Da confissão no direito processual penal

Da confissão no direito processual penal

A confissão está prevista no título das provas no Código de Processo Penal, artigos 197 a 200, encontrando ainda, sobre a confissão, resquícios no artigo 65, inciso III, alínea “d” do Código Penal, e nas legislações extravagantes.

CONCEITO E REFERÊNCIA LEGAL

No dicionário, a palavra confessar significa “declarar, revelar; reconhecer a verdade, a realidade”. Por confessado ou confesso entende-se “aquele que confessou”; confessando, “aquele que vai confessar-se” e confessor aquele que ouve a confissão (FERREIRA, p. 168, vide também GUIMARÃES, p. 195/196).

Pois bem. Ao ato de assumir a responsabilidade penal de um fato delituoso, dá-se o nome de confissão. Ou, em outras palavras, consiste na admissão como verdadeiro dos fatos imputados contra o confesso.

Nesse contexto, Nestor TÁVORA e Rosmar ANTONNI apresentam detalhadamente o conceito de confissão (p. 359):

É a admissão por parte do suposto autor da infração, de fatos que lhe são atribuídos e que lhe são desfavoráveis. O reconhecimento da infração por alguém que não é sequer indiciado não é tecnicamente confissão, e sim auto-acusação. Confessar é reconhecer a autoria da imputação ou dos fatos objeto da investigação preliminar por aquele que está no polo passivo da persecução penal.

A confissão está prevista no título das provas no Código de Processo Penal, artigos 197 a 200, encontrando ainda, sobre a confissão, resquícios no artigo 65, inciso III, alínea “d” do Código Penal, e nas legislações extravagantes.

Destarte, a confissão nada mais é que a aceitação pela parte passiva da persecução penal dos fatos delituosos que lhe são desfavoravelmente imputados, vale dizer, é o reconhecimento da imputação que lhe é feita.

OBJETO, FUNDAMENTO HISTÓRICO E NATUREZA JURÍDICA

O objeto da confissão é o fato criminoso e não sua capitulação jurídica. “A confissão recai sobre fatos, pois apenas dos fatos o réu se defende” (TÁVORA e ARAÚJO, p. 268).

Sobre o fundamento histórico da confissão, Aury LOPES JR ensina que “No fundo, a questão situava-se (e situa-se, ainda) no campo da culpa judaico-cristã, em que o réu deve confessar a arrepender-se, para assim buscar a remissão de seus pecados (inclusive com a atenuação da pena, art. 65, III, “d”, do Código Penal). Também é a confissão, para o juiz, a possibilidade de punir sem culpa. É a possibilidade de fazer o mal através da pena, sem culpa, pois o herege confessou seus pecados” (p. 646).

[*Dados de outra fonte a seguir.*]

use std::fmt;

use arrayvec::ArrayVec;

use crate::error::RecordError;

use super::MAX_PATH_DEPTH;
use super::field::Field;

/// A validated path of one to [`MAX_PATH_DEPTH`] keys, stored inline.
///
/// # Examples
///
/// ```rust
/// use typed_map::{KeyPath, RecordError};
///
/// let path = KeyPath::new(["profile", "address", "city"])?;
/// assert_eq!(path.depth(), 3);
/// assert_eq!(path.to_string(), "profile.address.city");
///
/// assert_eq!(KeyPath::new(Vec::<String>::new()), Err(RecordError::InvalidKeyPath { depth: 0 }));
/// assert!(KeyPath::new(["a", "b", "c", "d", "e"]).is_err());
/// # Ok::<(), RecordError>(())
/// ```
#[derive(Clone, Debug, PartialEq, Eq, Hash)]
pub struct KeyPath {
    keys: ArrayVec<String, MAX_PATH_DEPTH>,
}

impl KeyPath {
    /// Builds a path from `keys`.
    ///
    /// # Errors
    ///
    /// Returns [`RecordError::InvalidKeyPath`] for an empty path or one with
    /// more than [`MAX_PATH_DEPTH`] keys.
    pub fn new<I, K>(keys: I) -> Result<Self, RecordError>
    where
        I: IntoIterator<Item = K>,
        K: Into<String>,
    {
        let mut stored = ArrayVec::new();
        let mut depth = 0;
        for key in keys {
            depth += 1;
            if depth <= MAX_PATH_DEPTH {
                stored.push(key.into());
            }
        }
        if depth == 0 || depth > MAX_PATH_DEPTH {
            return Err(RecordError::InvalidKeyPath { depth });
        }
        Ok(Self { keys: stored })
    }

    /// Number of keys.
    #[must_use]
    pub fn depth(&self) -> usize {
        self.keys.len()
    }

    /// The keys, outermost first.
    #[must_use]
    pub fn keys(&self) -> &[String] {
        &self.keys
    }

    /// Returns this path extended by `key`.
    ///
    /// # Errors
    ///
    /// Returns [`RecordError::InvalidKeyPath`] when the path is already at
    /// [`MAX_PATH_DEPTH`].
    pub fn child(&self, key: impl Into<String>) -> Result<Self, RecordError> {
        let mut keys = self.keys.clone();
        keys.try_push(key.into())
            .map_err(|_| RecordError::InvalidKeyPath { depth: self.depth() + 1 })?;
        Ok(Self { keys })
    }
}

impl<S, T> From<Field<S, T>> for KeyPath {
    fn from(field: Field<S, T>) -> Self {
        let mut keys = ArrayVec::new();
        keys.push(field.name().to_owned());
        Self { keys }
    }
}

impl TryFrom<&[&str]> for KeyPath {
    type Error = RecordError;

    fn try_from(keys: &[&str]) -> Result<Self, Self::Error> {
        Self::new(keys.iter().copied())
    }
}

impl fmt::Display for KeyPath {
    fn fmt(&self, formatter: &mut fmt::Formatter<'_>) -> fmt::Result {
        formatter.write_str(&self.keys.join("."))
    }
}
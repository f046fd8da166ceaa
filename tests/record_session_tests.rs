//! Integration tests for record sessions and mutable handles.

use proptest::prelude::*;
use rstest::{fixture, rstest};
use typed_map::prelude::*;

#[derive(Debug, Schema)]
struct Inventory {
    apples: i64,
    pears: i64,
    plums: i64,
    #[field(default = "main".to_string())]
    warehouse: String,
}

const COUNTS: [Field<Inventory, i64>; 3] = [Inventory::APPLES, Inventory::PEARS, Inventory::PLUMS];

#[fixture]
fn stocked() -> TypedMap<Inventory> {
    TypedMap::<Inventory>::default()
        .set(Inventory::APPLES, 4)
        .set(Inventory::PEARS, 2)
}

// =============================================================================
// RecordSession
// =============================================================================

#[rstest]
fn session_batches_sets(stocked: TypedMap<Inventory>) {
    let mut session = stocked.begin();
    session
        .set(Inventory::APPLES, 10)
        .set(Inventory::PLUMS, 7)
        .set(Inventory::WAREHOUSE, "north".to_string());

    assert_eq!(session.get(Inventory::APPLES), Some(10));
    assert_eq!(session.len(), stocked.len());

    let restocked = session.end();
    assert_eq!(restocked.get(Inventory::APPLES), Some(10));
    assert_eq!(restocked.get(Inventory::PEARS), Some(2));
    assert_eq!(restocked.get(Inventory::PLUMS), Some(7));
    assert_eq!(stocked.get(Inventory::APPLES), Some(4));
    assert_eq!(stocked.get(Inventory::WAREHOUSE).as_deref(), Some("main"));
}

#[rstest]
fn unaltered_session_returns_original(stocked: TypedMap<Inventory>) {
    let mut session = stocked.begin();
    session.set(Inventory::APPLES, 4);

    assert!(!session.was_altered());
    assert!(session.end().ptr_eq(&stocked));
}

#[rstest]
fn session_set_key_validates(stocked: TypedMap<Inventory>) {
    let mut session = stocked.begin();

    assert!(session.set_key("pears", 9).is_ok());
    assert_eq!(
        session.set_key("bananas", 1),
        Err(RecordError::UnknownField {
            schema: "Inventory",
            field: "bananas".to_string()
        })
    );
    assert_eq!(session.end().get(Inventory::PEARS), Some(9));
}

#[rstest]
fn session_merge_copies_fields(stocked: TypedMap<Inventory>) {
    let delivery = TypedMap::<Inventory>::default().set(Inventory::PLUMS, 12);
    let mut session = stocked.begin();
    session.merge([&delivery]);

    let merged = session.end();
    assert_eq!(merged.get(Inventory::PLUMS), Some(12));
    assert_eq!(merged, stocked.merge([&delivery]));
}

#[rstest]
fn session_rejects_structural_operations(stocked: TypedMap<Inventory>) {
    let path = KeyPath::new(["apples"]).unwrap();
    let mut session = stocked.begin();

    assert_eq!(
        session.delete("apples"),
        Err(RecordError::UnsupportedInSession { operation: "delete" })
    );
    assert!(matches!(
        session.set_in(&path, 1),
        Err(RecordError::UnsupportedInSession { .. })
    ));
    assert!(matches!(
        session.delete_in(&path),
        Err(RecordError::UnsupportedInSession { .. })
    ));
    assert!(!session.was_altered());
}

#[rstest]
fn with_mutations_commits_or_discards(stocked: TypedMap<Inventory>) {
    let committed = stocked
        .with_mutations(|session| {
            session.set(Inventory::PEARS, 0);
            session.set_key("plums", 3)
        })
        .unwrap();
    assert_eq!(committed.get(Inventory::PEARS), Some(0));
    assert_eq!(committed.get(Inventory::PLUMS), Some(3));

    let failed = stocked.with_mutations(|session| {
        session.set(Inventory::PEARS, 0);
        session.delete("apples")
    });
    assert!(failed.is_err());
    assert_eq!(stocked.get(Inventory::PEARS), Some(2));
}

// =============================================================================
// MutableRecord
// =============================================================================

#[rstest]
fn mutable_record_freezes_once(stocked: TypedMap<Inventory>) {
    let mut handle = stocked.as_mutable();
    handle.set(Inventory::APPLES, 1).unwrap();
    handle.set_key("warehouse", "south").unwrap();
    assert_eq!(handle.get_value("apples").unwrap(), Some(&Value::from(1)));
    assert!(handle.was_altered().unwrap());

    let frozen = handle.as_immutable().unwrap();
    assert!(handle.is_closed());
    assert_eq!(frozen.get(Inventory::APPLES), Some(1));
    assert_eq!(frozen.get(Inventory::WAREHOUSE).as_deref(), Some("south"));
    assert_eq!(stocked.get(Inventory::APPLES), Some(4));
}

#[rstest]
fn mutable_record_closed_after_freeze(stocked: TypedMap<Inventory>) {
    let mut handle = stocked.as_mutable();
    let _ = handle.as_immutable().unwrap();

    assert_eq!(handle.set(Inventory::PEARS, 1), Err(RecordError::SessionClosed));
    assert_eq!(handle.set_key("pears", 1), Err(RecordError::SessionClosed));
    assert_eq!(handle.merge([&stocked]), Err(RecordError::SessionClosed));
    assert_eq!(handle.delete("pears"), Err(RecordError::SessionClosed));
    assert_eq!(handle.get_value("pears"), Err(RecordError::SessionClosed));
    assert_eq!(handle.was_altered(), Err(RecordError::SessionClosed));
    assert_eq!(handle.as_immutable(), Err(RecordError::SessionClosed));
}

#[rstest]
fn mutable_record_rejects_delete_while_open(stocked: TypedMap<Inventory>) {
    let mut handle = stocked.as_mutable();
    assert_eq!(
        handle.delete("pears"),
        Err(RecordError::UnsupportedInSession { operation: "delete" })
    );
    assert!(!handle.is_closed());
}

// =============================================================================
// Session Equivalence: a batch of sets equals the same sets applied one by one
// =============================================================================

fn arbitrary_sets() -> impl Strategy<Value = Vec<(usize, i64)>> {
    prop::collection::vec((0..COUNTS.len(), -50_i64..50), 0..40)
}

proptest! {
    #[test]
    fn prop_session_matches_sequential_sets(sets in arbitrary_sets()) {
        let base = TypedMap::<Inventory>::default();

        let sequential = sets
            .iter()
            .fold(base.clone(), |record, &(index, count)| record.set(COUNTS[index], count));

        let batched = base
            .with_mutations(|session| {
                for &(index, count) in &sets {
                    session.set(COUNTS[index], count);
                }
                Ok(())
            })
            .unwrap();

        prop_assert_eq!(&batched, &sequential);
        prop_assert_eq!(batched.hash_code(), sequential.hash_code());
        prop_assert_eq!(base.get(Inventory::APPLES), Some(0));
    }

    #[test]
    fn prop_mutable_handle_matches_session(sets in arbitrary_sets()) {
        let base = TypedMap::<Inventory>::default();

        let mut session = base.begin();
        let mut handle = base.as_mutable();
        for &(index, count) in &sets {
            session.set(COUNTS[index], count);
            handle.set(COUNTS[index], count).unwrap();
        }

        prop_assert_eq!(handle.as_immutable().unwrap(), session.end());
    }
}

Por fim, quanto à natureza jurídica, embora o interrogatório seja considerado também um meio de defesa, “a confissão é um meio de prova, como outro qualquer, admissível para a demonstração da verdade dos fatos” (TÁVORA e ANTONNI, p 359).

REQUISITOS DA CONFISSÃO REGULAR

A doutrina tem estabelecido alguns requisitos para que as alegações do confessado possam ser tidas como confissão regular, isto é, para que seja admitida (válida) a confissão é necessário que preencha os requisitos formais e intrínsecos.

Em um breve parêntese, alguns desses requisitos confundem-se com as características da confissão, que serão tratadas a seguir.

Sobre os requisitos, eis a lição de Norberto AVENA (p. 490):

Com vista à validade da confissão, aponta a doutrina a necessidade da presença de requisitos intrínsecos e de requisitos formais. Como requisitos intrínsecos, destacam-se a verossimilhança, que se traduz como a probabilidade de o fato efetivamente ter ocorrido da forma como confessada pelo réu; a clareza, caracterizada por meio de uma narrativa compreensível e com sentido inequívoco; a persistência, que se revela por meio da repetição dos mesmos aspectos e circunstâncias, sem modificação no relato quanto aos detalhes principais da ação delituosa; e a coincidência entre o relato do confitente e os demais meios de prova angariados ao processo. Por outro lado, como requisitos formais estão a pessoalidade, devendo a confissão ser realizada pelo próprio réu, não se admitindo seja feita por interposta pessoa, como o defensor e o mandatário; o caráter expresso, pois deve ser reduzida a termo; oferecimento perante o juiz competente, qual seja, o que está oficiando no processo criminal; a espontaneidade, impondo-se que seja oferecida sem qualquer coação; e a saúde mental, possibilitando-se o convencimento do juízo de que o relato não está sendo fruto da imaginação ou de alucinações do acusado.

Desses requisitos, convém destacar a pessoalidade e a espontaneidade. O primeiro se refere ao caráter personalíssimo da confissão: somente o acusado pode confessar o fato delituoso, sendo vedada a confissão por procuração, fato esse que diferencia da confissão do processo civil.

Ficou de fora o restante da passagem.